* **TASK MATERIAL**
* * *
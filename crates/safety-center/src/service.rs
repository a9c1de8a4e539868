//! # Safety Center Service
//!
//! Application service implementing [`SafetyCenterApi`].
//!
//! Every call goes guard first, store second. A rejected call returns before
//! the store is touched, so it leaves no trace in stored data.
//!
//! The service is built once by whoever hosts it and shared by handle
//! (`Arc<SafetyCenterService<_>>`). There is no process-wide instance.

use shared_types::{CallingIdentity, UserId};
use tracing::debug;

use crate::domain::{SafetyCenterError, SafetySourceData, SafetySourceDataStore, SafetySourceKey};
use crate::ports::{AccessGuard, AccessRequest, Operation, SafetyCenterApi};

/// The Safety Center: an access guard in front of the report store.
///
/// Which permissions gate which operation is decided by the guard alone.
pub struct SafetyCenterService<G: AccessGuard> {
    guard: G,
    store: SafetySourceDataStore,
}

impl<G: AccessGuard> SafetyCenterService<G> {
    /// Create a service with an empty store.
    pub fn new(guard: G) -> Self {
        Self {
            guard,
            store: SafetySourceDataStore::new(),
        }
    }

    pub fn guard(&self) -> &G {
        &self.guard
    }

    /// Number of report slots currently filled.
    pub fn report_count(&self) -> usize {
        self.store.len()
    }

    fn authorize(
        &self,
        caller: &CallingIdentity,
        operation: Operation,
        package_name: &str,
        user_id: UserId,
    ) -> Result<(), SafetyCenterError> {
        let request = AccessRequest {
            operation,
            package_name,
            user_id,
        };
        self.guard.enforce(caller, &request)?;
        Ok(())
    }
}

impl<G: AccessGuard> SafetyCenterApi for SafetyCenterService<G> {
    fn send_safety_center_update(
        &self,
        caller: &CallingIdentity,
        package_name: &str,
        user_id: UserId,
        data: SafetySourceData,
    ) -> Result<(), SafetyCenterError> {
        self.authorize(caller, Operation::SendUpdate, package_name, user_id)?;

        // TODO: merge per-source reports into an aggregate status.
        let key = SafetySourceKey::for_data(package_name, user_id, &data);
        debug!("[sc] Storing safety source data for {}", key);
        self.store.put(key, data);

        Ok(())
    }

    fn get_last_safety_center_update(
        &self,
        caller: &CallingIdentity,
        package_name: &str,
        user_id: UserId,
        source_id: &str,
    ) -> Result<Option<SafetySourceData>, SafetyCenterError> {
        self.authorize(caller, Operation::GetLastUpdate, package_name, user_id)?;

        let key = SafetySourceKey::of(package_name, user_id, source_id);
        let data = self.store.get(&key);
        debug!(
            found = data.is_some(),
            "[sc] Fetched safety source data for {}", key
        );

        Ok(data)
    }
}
* * *
* **EXERCISE DESCRIPTION**
Each line from the one with "Operation::SendUpdate, package_name, user_id)?;" through the end of the records above should be written out exactly. No other line should appear.

* **TASK RESPONSE**
        self.authorize(caller, Operation::SendUpdate, package_name, user_id)?;

        // TODO: merge per-source reports into an aggregate status.
        let key = SafetySourceKey::for_data(package_name, user_id, &data);
        debug!("[sc] Storing safety source data for {}", key);
        self.store.put(key, data);

        Ok(())
    }

    fn get_last_safety_center_update(
        &self,
        caller: &CallingIdentity,
        package_name: &str,
        user_id: UserId,
        source_id: &str,
    ) -> Result<Option<SafetySourceData>, SafetyCenterError> {
        self.authorize(caller, Operation::GetLastUpdate, package_name, user_id)?;

        let key = SafetySourceKey::of(package_name, user_id, source_id);
        let data = self.store.get(&key);
        debug!(
            found = data.is_some(),
            "[sc] Fetched safety source data for {}", key
        );

        Ok(data)
    }
}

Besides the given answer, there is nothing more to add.